According to a press release dated July 31, 2007, on June 20, 2007, the U.S. District Court for the Southern District of New York denied lead counsel's motion to submit its application for attorneys' fees in camera, finding that the counsel failed to show that justice required the records be reviewed under seal. The lead counsel in a securities fraud class action against Check Point applied for attorneys' fees and expenses with the court, seeking $3.35 million. The attorneys asserted that they spent over 550 billable hours for fact research, investigation and damage, over 300 billable hours filing the complaint and amending it, 400 billable hours for drafting and filing oppositions to motions to dismiss, and 275 billable hours reviewing documents and engaging in discovery. The lead counsel moved to submit their attorney's fees application in camera, asserting that the application contained privileged attorney work product. In camera review allowed if justice requires. The district court found that counsel failed to show that justice required an in camera review of the documents. The district court denied the motion for an in camera review of the attorney's fees application and instructed the lead counsel to redact protected portions of their application.
As summarized by the Company’s FORM 20-F For The Fiscal Year Ended December 31, 2006, beginning on August 29, 2003, we received a number of class action complaints filed in the United States District Court for the Southern District of New York by holders of our ordinary shares, alleging violations of the United States federal securities laws. On January 14, 2004, the court-appointed lead plaintiffs filed a Consolidated Amended Complaint on behalf of a putative class of all purchasers of ordinary shares between July 10, 2001 and April 4, 2002. The complaint generally alleges that we and certain of our senior officers made misrepresentations and omissions regarding, among other things, our sales and future prospects. We retained counsel and filed a motion to dismiss the complaint. On March 7, 2005 the District Court granted our motion to dismiss but permitted the lead plaintiffs to file an amended complaint to attempt to cure the defects in the dismissed complaint. On September 2, 2005, we filed a motion to dismiss this complaint. On April 25, 2006, the court denied our motion to dismiss. On December 20, 2006, we reached an agreement-in-principle with the lead plaintiffs to settle this matter. We expect that the settlement of $13 million will be paid by our insurance carrier. The settlement is subject to the completion of appropriate documentation and to court approval. Also on December 20, 2006, the lead plaintiffs dismissed without prejudice the senior officers named as defendants in the lawsuit.

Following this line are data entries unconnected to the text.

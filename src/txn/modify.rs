//! The MODIFY fragment algorithm (spec §4.5): a fragment vector's
//! offset/size fields are always relative to the buffer state *before*
//! that vector is applied — grounded on `support/modify.c`'s
//! `__wt_modify_pack`/`__wt_modify_apply`. Applying the whole vector from
//! one base is one call to [`apply_fragments`]; chain walk folds multiple
//! MODIFY records by calling it once per record, oldest first, threading
//! each call's output into the next's input (see
//! [`crate::txn::update::UpdateChain::read`]).

/// One fragment: replace `size` bytes at `offset` with `data`.
#[derive(Debug, Clone, PartialEq, Eq)]
pub struct Fragment {
    pub data: Vec<u8>,
    pub offset: usize,
    pub size: usize,
}

/// Zero-pad rule for raw-byte values (Open Question 4, resolved in
/// SPEC_FULL.md: row-store values are always opaque bytes, so there is no
/// separate "string" padding byte to choose between).
pub const PAD_BYTE: u8 = 0x00;

/// Apply one fragment vector to `base`, picking whichever of the two
/// implementation paths fits (spec's "fast path overwrite" and "fast path
/// non-overlapping ordered" collapse into the same sorted single-pass
/// merge here, since the only real difference between them is whether a
/// sort precedes it; see DESIGN.md). Both are required to be
/// byte-identical to applying fragments one at a time in list order,
/// which [`apply_sequential`] does directly and which the property tests
/// in this module check against.
pub fn apply_fragments(base: &[u8], fragments: &[Fragment]) -> Vec<u8> {
    if let Some(out) = try_fast_overwrite(base, fragments) {
        return out;
    }
    merge_sorted(base, fragments)
}

/// Fast path: every fragment replaces an equal-sized region fully inside
/// the current value, so no length change occurs and fragments can simply
/// be copied in list order (later entries overwrite earlier ones on
/// overlap, exactly as applying them one at a time would).
fn try_fast_overwrite(base: &[u8], fragments: &[Fragment]) -> Option<Vec<u8>> {
    if fragments
        .iter()
        .any(|f| f.data.len() != f.size || f.offset + f.size > base.len())
    {
        return None;
    }
    let mut out = base.to_vec();
    for f in fragments {
        out[f.offset..f.offset + f.data.len()].copy_from_slice(&f.data);
    }
    Some(out)
}

/// General path: sort by offset, then do a single left-to-right pass,
/// padding with [`PAD_BYTE`] past the end of `base` (spec: "grow the
/// buffer, shift the trailing bytes, copy the new data; pad ... when
/// extending past end"). Fragments that still overlap after sorting are
/// resolved last-sorted-wins for the overlapped bytes, which is the best
/// defensible behavior short of rejecting the vector outright.
fn merge_sorted(base: &[u8], fragments: &[Fragment]) -> Vec<u8> {
    let mut sorted: Vec<&Fragment> = fragments.iter().collect();
    sorted.sort_by_key(|f| f.offset);

    let mut out = Vec::new();
    let mut pos = 0usize;
    for f in sorted {
        if f.offset >= pos {
            if f.offset <= base.len() {
                out.extend_from_slice(&base[pos.min(base.len())..f.offset]);
            } else {
                out.extend_from_slice(&base[pos.min(base.len())..base.len()]);
                out.resize(out.len() + (f.offset - base.len()), PAD_BYTE);
            }
        }
        out.extend_from_slice(&f.data);
        pos = pos.max(f.offset + f.size);
    }
    out.extend_from_slice(&base[pos.min(base.len())..]);
    out
}

/// Reference semantics for the test suite below: apply fragments one at a
/// time in offset order, translating each fragment's original-buffer
/// offset into the current (already-shifted) buffer before grow/shift-ing
/// it in (spec: "grow the buffer, shift the trailing bytes, copy the new
/// data"). This is the literal one-at-a-time reading of the spec text;
/// [`apply_fragments`] must match it whenever fragments are sorted and
/// non-overlapping in original coordinates, which is the case the spec
/// requires byte-identical output for.
#[cfg(test)]
fn apply_sequential(base: &[u8], fragments: &[Fragment]) -> Vec<u8> {
    let mut sorted: Vec<&Fragment> = fragments.iter().collect();
    sorted.sort_by_key(|f| f.offset);

    let mut buf = base.to_vec();
    let mut shift: isize = 0;
    for f in sorted {
        let pos = (f.offset as isize + shift).max(0) as usize;
        if pos > buf.len() {
            buf.resize(pos, PAD_BYTE);
        }
        let old_end = (pos + f.size).min(buf.len());
        let tail: Vec<u8> = buf[old_end..].to_vec();
        buf.truncate(pos);
        buf.extend_from_slice(&f.data);
        buf.extend_from_slice(&tail);
        shift += f.data.len() as isize - f.size as isize;
    }
    buf
}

The original complaint alleges that defendants violated Sections 10(b) and 20(a) of the Securities Exchange Act of 1934, and Rule 10b-5 promulgated thereunder. Throughout the Class Period, as alleged in the complaint, defendants issued numerous statements concerning Check Point’s revenue growth, product and marketing initiatives, and increasing revenues and profits while failing to disclose that demand for the Company’s products was materially declining. When this information was belatedly disclosed to the market on April 4, 2002, shares of Check Point fell over 24% on extremely heavy trading volume.